At last: since user will define burn time and thrust, ISP will be a result of an exact calculation. If the user inputs ISP then burntime will be a result. The combination should be taken into account by the user in the definition of the burn time, so instead of defining and ISP based on ISP sl and ISP vac the burntime could take the difference in account. Anyway the input of ISP instead of burntime it's a proper point, but if I make a change of this kind retrocompatibility with old multistage2 configs will not be mantained. To be studied.
Hi fred18,I have a question,will you able to assign sound files to steps of the launch using the autopilot instead of a guidance file also?
For the time being no: only guidance steps with numerical parameters are accepted, no "disable(jettison)" or "playsound" can be added via the MFD at the moment. I'll see if it's easy to add them but I think it's not that easy.
Hi Fred.
Thank you for your very deep explanation of the inner workings of MS2015. As you can imagine it takes some time to grasp and comprehend so condensed information and what the implications are. So let me see if I understand it correct. The guidance computer separates the launch into three phases:
- Rollprogram (until desired roll >yaw; pitch values are obtained) then
- Open loop gravity turn (that ends when the trajectory intersects 35 KM alt) then
- PEG algorithm to the desired obit parameters.
So…
Roll program. I guess that’s quite “simple”. You calculate the desired track based on user requested inclination and thus obtain the heading and let the AP roll the vehicle until the actual hdg equals desired hdg . I guess you hold the picth close to vertical whilst rol program is running and keep yaw nulled at the same time.
the list is correct, the roll program not exactly: the guidance program always points a vector in space and keeps the roll nulled at the desired value. For MS2015 roll program the vehicle points the direction of launch azimuth and the pitch of the initial gravity turn using pitch and yaw and in the meantime rolls the vehicle upright or upside down depending on the mode desired.
Note: the desired attitude (upright or upside down) is obtained with the formula:
Code:
roll=0.5*(1-VinkaMode)*PI
which leads to 0 if VinkaMode is 1 and to PI if VinkaMode is -1. But it also leave the way open to particular interpretation, for example if you input mode -2 roll will be 3/2*PI and you'll fly the full flight banked 90* on a side!
Considering the
Open loop Gravity turn:
"All parameters"…Does this take into account boosters as well as early staging if that occurs prior to 35 KM alt…Or put in another way... Does the guidance computer operate a timeline of staging events during gravity turn or do you “assume” the thrust and mass (minus expended fuel off course :thumbup
is the same during gravity turn. I guess it is important to understand this if you need to “tweak” parameters.
You also write: and…
Does this mean that the gravity turn pitch attitude end state is determined only by the user inserted orbit parameters (PEA, APA) or is there an additional user parameter (s) whereby you tweak this pitch end state? I believe that the pitch state at PEG takeover is important in order to have a smooth pitch curve all the way up – else the PEG would have to pitch (violently?) up or down at take over time to meet desired orbital parameters.

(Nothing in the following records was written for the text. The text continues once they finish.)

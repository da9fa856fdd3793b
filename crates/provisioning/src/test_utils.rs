//! Test utilities for unit testing drivers and services
//!
//! Fixtures for switches, credentials and port bindings, plus helpers that
//! populate a [`MockSnmpAgent`] the way a switch would answer.

#[cfg(test)]
use crate::driver::PortBinding;
#[cfg(test)]
use crate::snmp_driver::{OID_CHASSIS_MAC, OID_IF_DESCR, OID_IF_INDEX, OID_IF_OPER_STATUS, OID_IF_TYPE};
#[cfg(test)]
use bnp_types::*;
#[cfg(test)]
use snmp_client::{MockSnmpAgent, Oid, Value};

/// Helper to create a test switch served by the default `hpe_snmp` driver
#[cfg(test)]
pub fn test_switch(name: &str, mac: &str, ip: &str) -> Switch {
    Switch {
        id: uuid::Uuid::new_v4(),
        name: name.to_string(),
        vendor: "hpe".to_string(),
        family: None,
        ip_address: ip.parse().unwrap(),
        mac_address: mac.to_string(),
        management_protocol: ManagementProtocol::SnmpV2c,
        credentials: "tor-community".to_string(),
        port_provisioning: PortProvisioning::Enabled,
        validation_result: None,
    }
}

/// Helper to create an SNMPv2c credential
#[cfg(test)]
pub fn v2c_credential(name: &str) -> Credential {
    Credential {
        id: uuid::Uuid::new_v4(),
        name: name.to_string(),
        access: AccessParameters::SnmpV2c {
            write_community: "private".to_string(),
        },
    }
}

/// Helper to create resolved SNMPv2c access parameters
#[cfg(test)]
pub fn v2c_credentials() -> DeviceCredentials {
    DeviceCredentials::new(
        "192.0.2.10".parse().unwrap(),
        AccessParameters::SnmpV2c {
            write_community: "private".to_string(),
        },
    )
}

/// Helper to create a binding of one switch port with a known ifindex
#[cfg(test)]
pub fn binding(segmentation_id: u16, ifindex: u32) -> PortBinding {
    PortBinding {
        neutron_port_id: "port-1".to_string(),
        segmentation_id,
        access_type: AccessType::Access,
        lag_id: None,
        switchports: vec![SwitchPort {
            port_id: format!("Ten-GigabitEthernet1/0/{ifindex}"),
            switch_id: "08:00:09:01:02:03".to_string(),
            switch_info: None,
            ifindex: Some(ifindex),
        }],
        credentials: v2c_credentials(),
    }
}

/// Add one IF-MIB row to the agent
#[cfg(test)]
pub fn add_interface(agent: &MockSnmpAgent, ifindex: u32, name: &str, if_type: i64, oper_status: i64) {
    let column = |base: &[u32]| Oid::new(base.to_vec()).unwrap().child(ifindex);
    agent.insert(column(OID_IF_INDEX), Value::Integer(i64::from(ifindex)));
    agent.insert(column(OID_IF_DESCR), Value::OctetString(name.as_bytes().to_vec()));
    agent.insert(column(OID_IF_TYPE), Value::Integer(if_type));
    agent.insert(column(OID_IF_OPER_STATUS), Value::Integer(oper_status));
}

/// Agent that reports `mac` as its LLDP chassis id
#[cfg(test)]
pub fn chassis_agent(mac: &str) -> MockSnmpAgent {
    let agent = MockSnmpAgent::new();
    let octets: Vec<u8> = normalize_mac(mac)
        .unwrap()
        .split(':')
        .map(|pair| u8::from_str_radix(pair, 16).unwrap())
        .collect();
    agent.insert(Oid::new(OID_CHASSIS_MAC.to_vec()).unwrap(), Value::OctetString(octets));
    agent
}
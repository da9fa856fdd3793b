//! SNMP Client
//!
//! A small SNMP command generator used to provision VLAN membership on
//! top-of-rack switches. Speaks SNMPv1 and SNMPv2c community messages and
//! SNMPv3 with the User-based Security Model, over UDP.
//!
//! # Example
//!
//! ```no_run
//! use snmp_client::{Lookup, Oid, SnmpClient, SnmpConfig, SnmpSecurity, SnmpTarget};
//!
//! # async fn example() -> Result<(), Box<dyn std::error::Error>> {
//! let target = SnmpTarget::new(
//!     "192.0.2.10".parse()?,
//!     SnmpSecurity::V2c { community: "private".to_string() },
//! );
//! let client = SnmpClient::connect(target, SnmpConfig::default()).await?;
//!
//! // Does VLAN 100 exist?
//! let row_status: Oid = "1.3.6.1.2.1.17.7.1.4.3.1.5.100".parse()?;
//! if let Lookup::NotFound = client.get(&row_status).await? {
//!     println!("VLAN 100 is not configured");
//! }
//! # Ok(())
//! # }
//! ```
//!
//! # Features
//!
//! - **Versions**: v1, v2c and v3 (noAuthNoPriv, authNoPriv, authPriv)
//! - **USM**: HMAC-MD5-96, HMAC-SHA-96, DES, 3DES, AES-128/192/256
//! - **Retries**: fixed timeout and retry count, no backoff
//! - **Walks**: GETBULK on v2c/v3, GETNEXT on v1

pub mod ber;
pub mod client;
pub mod error;
pub mod message;
pub mod oid;
#[path = "trait.rs"]
pub mod snmp_trait;
pub mod usm;
pub mod value;
#[cfg(feature = "test-util")]
pub mod mock;

pub use client::{SnmpClient, SnmpConfig, SnmpSecurity, SnmpTarget, UdpConnector};
pub use error::SnmpError;
pub use oid::Oid;
pub use snmp_trait::{Lookup, SnmpClientTrait, SnmpConnector};
pub use usm::{AuthProtocol, PrivProtocol, UsmUser};
pub use value::{Value, VarBind};
#[cfg(feature = "test-util")]
pub use mock::MockSnmpAgent;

Computational Evaluation of Gravity Turn takes into account the complete process of the rocket: booster jettison, fuel consumed etc. and it's built to determine the smallest pitch angle (plus 5% safety) that will lead the rocket to at least 35km.
I take the chance to anticipate the explanation of the "orbit" call parameters of the guidance program, so you will have a more clear vision. This is the structure of the call:
Time=orbit(PeA, ApA,target Inclination, Mode, Gravity Turn Initial Pitch, Target Abside)
example:
-10=orbit(180,220,-45,1,76,0)
the time is negative because calling this in a negative time can be used to set the initial countdown.

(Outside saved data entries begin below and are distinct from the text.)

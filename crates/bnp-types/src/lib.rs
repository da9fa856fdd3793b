//! BNP Types
//!
//! Records shared by the provisioning engine, its stores and the
//! `bnp-provisioner` binary: switches, credentials, port mappings and the
//! interface state a switch reports.

pub mod credential;
pub mod error;
pub mod mac;
pub mod port;
pub mod switch;

pub use credential::*;
pub use error::ModelError;
pub use mac::{format_mac, normalize_mac, same_mac};
pub use port::*;
pub use switch::*;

PeA=perigee altitude in km
ApA=apogee altitude in km
target inc=target inclination in degrees: - for launching southward, + for launching northward
Vinka Mode=1 for upright flight, -1 for upside down flight
Gravity turn initial pitch= the initial pitch with will give the start to the gravity turn
Target Abside= the target altitude at which we want to have the cutoff (useful for shuttle like vehicles, will explain why)
The only two absolutely mandatory parameters are target PeA and target ApA, for the rest if not specified a default will be assumed, let's see what:
-10=orbit(180,220)
will produce a launch with azimuth 90* and inclination obviously equal to launch latitude
VinkaMode will be 1 by default
Gravity turn initial pitch: the value calculated by the computational calculation will be used
target abside: if perigee is outside the atmosphere it will be used, otherwise the apogee will be used.
Please note that the calculated gravity turn initial pitch will be displayed as reference in both MFD and in orbiter.log file, so user will have a reference if the default value does not satisfy him.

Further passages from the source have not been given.